# What the task requires
Restate word for word every line from the one containing "while let Some(top)" to the last line of the records below.

# Dataset excerpts
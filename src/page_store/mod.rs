//! The document store the forum layer sits on.
//!
//! Page identity, existence and content live here; the forum layer only keeps metadata
//! keyed by page id.

mod local;

pub use local::RedbPageStore;

use async_trait::async_trait;
use chrono::{DateTime, Utc};
use serde::{Deserialize, Serialize};
use thiserror::Error;

use crate::actor::UserId;
use crate::storage::DatabaseError;
use crate::title::{Namespace, Title};

pub type PageId = u64;

#[derive(Debug, Error)]
pub enum PageStoreError {
    #[error("Page already exists: {0}")]
    AlreadyExists(String),
    #[error("Page not found: {0}")]
    NotFound(PageId),
    #[error(transparent)]
    Database(#[from] DatabaseError),
}

/// A stored page at its latest revision.
#[derive(Debug, Clone, PartialEq, Serialize, Deserialize)]
pub struct Page {
    pub id: PageId,
    pub title: Title,
    pub content: String,
    pub revision: u64,
    pub touched: DateTime<Utc>,
    #[serde(default)]
    pub last_editor: Option<UserId>,
    #[serde(default)]
    pub summary: String,
}

impl Page {
    pub fn page_ref(&self) -> PageRef {
        PageRef {
            id: self.id,
            title: self.title.clone(),
        }
    }
}

/// Identity of a page without its content.
#[derive(Debug, Clone, PartialEq, Eq, Hash, Serialize, Deserialize)]
pub struct PageRef {
    pub id: PageId,
    pub title: Title,
}

/// New content for a page.
#[derive(Debug, Clone, Default)]
pub struct PageEdit {
    pub content: String,
    pub summary: String,
    pub author: Option<UserId>,
}

impl PageEdit {
    pub fn new(content: impl Into<String>, summary: impl Into<String>, author: Option<UserId>) -> Self {
        Self {
            content: content.into(),
            summary: summary.into(),
            author,
        }
    }
}

#[async_trait]
pub trait PageStore: Send + Sync {
    async fn get(&self, id: PageId) -> Result<Option<Page>, PageStoreError>;

    async fn get_by_title(&self, title: &Title) -> Result<Option<Page>, PageStoreError>;

    async fn exists(&self, title: &Title) -> Result<bool, PageStoreError> {
        Ok(self.get_by_title(title).await?.is_some())
    }

    /// Create a page. Fails with `AlreadyExists` when the title is taken; the check and
    /// the insert are one atomic step.
    async fn create(&self, title: &Title, edit: PageEdit) -> Result<Page, PageStoreError>;

    /// Replace the content of an existing page.
    async fn save(&self, id: PageId, edit: PageEdit) -> Result<Page, PageStoreError>;

    /// Delete a page. Metadata rows keyed by it are left behind until pruned.
    async fn delete(&self, id: PageId) -> Result<bool, PageStoreError>;

    /// Pages in `namespace` whose title text starts with `prefix`, unordered.
    async fn scan(
        &self,
        namespace: Namespace,
        prefix: Option<&str>,
    ) -> Result<Vec<PageRef>, PageStoreError>;
}
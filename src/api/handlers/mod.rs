mod admin;
mod forums;
mod threads;

use serde::{Deserialize, Serialize};

use crate::api::response::ApiError;
use crate::config::ForumConfig;
use crate::page_store::{PageId, PageRef};

pub use admin::{admin_purge, cluster_status, health, prune};
pub use forums::{create_forum, create_thread, list_forums, list_threads};
pub use threads::{get_thread, reply, set_lock, set_sticky};

const DEFAULT_FORUM_LIMIT: usize = 50;
const DEFAULT_THREAD_LIMIT: usize = 20;

#[derive(Debug, Deserialize)]
pub struct ListParams {
    #[serde(default)]
    pub limit: Option<usize>,
    #[serde(default)]
    pub offset: usize,
}

impl ListParams {
    /// The requested limit, defaulted and capped. Zero is rejected.
    fn limit(&self, default: usize, config: &ForumConfig) -> Result<usize, ApiError> {
        match self.limit {
            Some(0) => Err(ApiError::bad_request("limit must be greater than 0")),
            Some(limit) => Ok(limit.min(config.max_page_limit)),
            None => Ok(default.min(config.max_page_limit)),
        }
    }
}

/// Identity of a created or referenced page.
#[derive(Debug, Serialize)]
pub struct PageLinkResponse {
    pub id: PageId,
    pub title: String,
    pub url: String,
}

fn page_link(config: &ForumConfig, page: &PageRef) -> PageLinkResponse {
    PageLinkResponse {
        id: page.id,
        title: page.title.prefixed_text(),
        url: config.page_url(&page.title.prefixed_db_key()),
    }
}

/// Fallback for a known path hit with an unsupported method.
pub async fn method_not_allowed() -> ApiError {
    ApiError::method_not_allowed()
}
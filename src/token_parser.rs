//! Token-stream block parser
//!
//! Walks a scope-tagged token stream once, tracking line, column, offset and
//! block depth. Every recognized keyword is assumed to open exactly one
//! block; open declarations live on a stack of `(node index, depth)` records
//! and close when a block-end token drops the depth below the depth they
//! were opened at. Several declarations can close on the same token.
//!
//! Nodes are kept in an arena while scanning and only assembled into the
//! nested `TestNode` tree at the end, so the stack holds plain indices.

use crate::node::{BlockKind, TestNode};
use crate::position::Position;
use crate::tokens::Token;
use tracing::debug;

/// How many tokens past a keyword to search for its title
pub const TITLE_LOOKAHEAD: usize = 100;

/// Parse a token stream into declaration trees.
///
/// Declarations whose block never closes keep `end_offset == None`.
pub fn parse_tokens(tokens: &[Token]) -> Vec<TestNode> {
    let mut builder = TreeBuilder::default();
    let mut line = 0;
    let mut column = 0;
    let mut offset = 0;
    let mut block_depth: isize = 0;

    for (i, token) in tokens.iter().enumerate() {
        let token_start = Position::new(line, column);
        let token_offset = offset;

        if token.is_newline() {
            line += token.text.matches('\n').count();
            column = token
                .text
                .rsplit('\n')
                .next()
                .map(|tail| tail.chars().count())
                .unwrap_or(0);
            offset += token.text.len();
            continue;
        }

        offset += token.text.len();
        column += token.text.chars().count();

        if token.is_comment() {
            continue;
        }

        if token.is_block_begin() {
            block_depth += 1;
            continue;
        }

        if token.is_block_end() {
            block_depth -= 1;
            builder.close_deeper_than(block_depth, token_offset, token_start);
            continue;
        }

        if !token.is_string() {
            if let Some((kind, prefixed)) = BlockKind::from_keyword(&token.text) {
                let title = look_ahead_for_title(tokens, i, TITLE_LOOKAHEAD);
                let skipped = prefixed || builder.parent_skipped();
                let node = TestNode::new(kind, title.trim(), skipped, token_offset, token_start);
                builder.open(node, block_depth + 1);
            }
        }

        if token.is_function_name() && token.text.to_lowercase().starts_with("test") {
            let node = TestNode::new(BlockKind::It, token.text.clone(), false, token_offset, token_start);
            builder.push_root(node);
        }
    }

    let roots = builder.finish();
    debug!(tokens = tokens.len(), roots = roots.len(), "parsed token stream");
    roots
}

/// Find a declaration's title in the tokens following `start`.
///
/// Returns the text of the first token strictly inside a string literal
/// (between its begin and end delimiters) within `max_search` tokens of
/// `start`. Only that single token is returned, so titles split across
/// several tokens (interpolation, escapes) are cut short. Empty when no
/// string is found in the window.
pub fn look_ahead_for_title(tokens: &[Token], start: usize, max_search: usize) -> String {
    let stop = tokens.len().min(start.saturating_add(max_search));
    let mut in_string = false;

    for token in tokens.iter().take(stop).skip(start) {
        let begin = token.is_string_begin();
        let end = token.is_string_end();
        if begin {
            in_string = true;
        }
        if end {
            in_string = false;
        }
        if in_string && !begin && !end {
            return token.text.clone();
        }
    }

    String::new()
}

struct OpenScope {
    node: usize,
    depth: isize,
}

#[derive(Default)]
struct TreeBuilder {
    arena: Vec<TestNode>,
    children: Vec<Vec<usize>>,
    roots: Vec<usize>,
    stack: Vec<OpenScope>,
}

impl TreeBuilder {
    fn alloc(&mut self, node: TestNode) -> usize {
        self.arena.push(node);
        self.children.push(Vec::new());
        self.arena.len() - 1
    }

    fn parent_skipped(&self) -> bool {
        self.stack
            .last()
            .map(|scope| self.arena[scope.node].skipped)
            .unwrap_or(false)
    }

    fn open(&mut self, node: TestNode, depth: isize) {
        let index = self.alloc(node);
        match self.stack.last() {
            Some(parent) => self.children[parent.node].push(index),
            None => self.roots.push(index),
        }
        self.stack.push(OpenScope { node: index, depth });
    }

    fn push_root(&mut self, node: TestNode) {
        let index = self.alloc(node);
        self.roots.push(index);
    }

    fn close_deeper_than(&mut self, depth: isize, offset: usize, at: Position) {
        while let Some(top) = self.stack.last() {
            if top.depth <= depth {
                break;
            }
            let node = &mut self.arena[top.node];
            node.end_offset = Some(offset);
            node.end = Some(at);
            self.stack.pop();
        }
    }

    fn finish(self) -> Vec<TestNode> {
        let TreeBuilder {
            arena,
            children,
            roots,
            ..
        } = self;
        let mut slots: Vec<Option<TestNode>> = arena.into_iter().map(Some).collect();
        roots
            .iter()
            .filter_map(|&root| assemble(root, &mut slots, &children))
            .collect()
    }
}

fn assemble(index: usize, slots: &mut [Option<TestNode>], children: &[Vec<usize>]) -> Option<TestNode> {
    let mut node = slots[index].take()?;
    node.children = children[index]
        .iter()
        .filter_map(|&child| assemble(child, slots, children))
        .collect();
    Some(node)
}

# Your response
        while let Some(top) = self.stack.last() {
            if top.depth <= depth {
                break;
            }
            let node = &mut self.arena[top.node];
            node.end_offset = Some(offset);
            node.end = Some(at);
            self.stack.pop();
        }
    }

    fn finish(self) -> Vec<TestNode> {
        let TreeBuilder {
            arena,
            children,
            roots,
            ..
        } = self;
        let mut slots: Vec<Option<TestNode>> = arena.into_iter().map(Some).collect();
        roots
            .iter()
            .filter_map(|&root| assemble(root, &mut slots, &children))
            .collect()
    }
}

fn assemble(index: usize, slots: &mut [Option<TestNode>], children: &[Vec<usize>]) -> Option<TestNode> {
    let mut node = slots[index].take()?;
    node.children = children[index]
        .iter()
        .filter_map(|&child| assemble(child, slots, children))
        .collect();
    Some(node)
}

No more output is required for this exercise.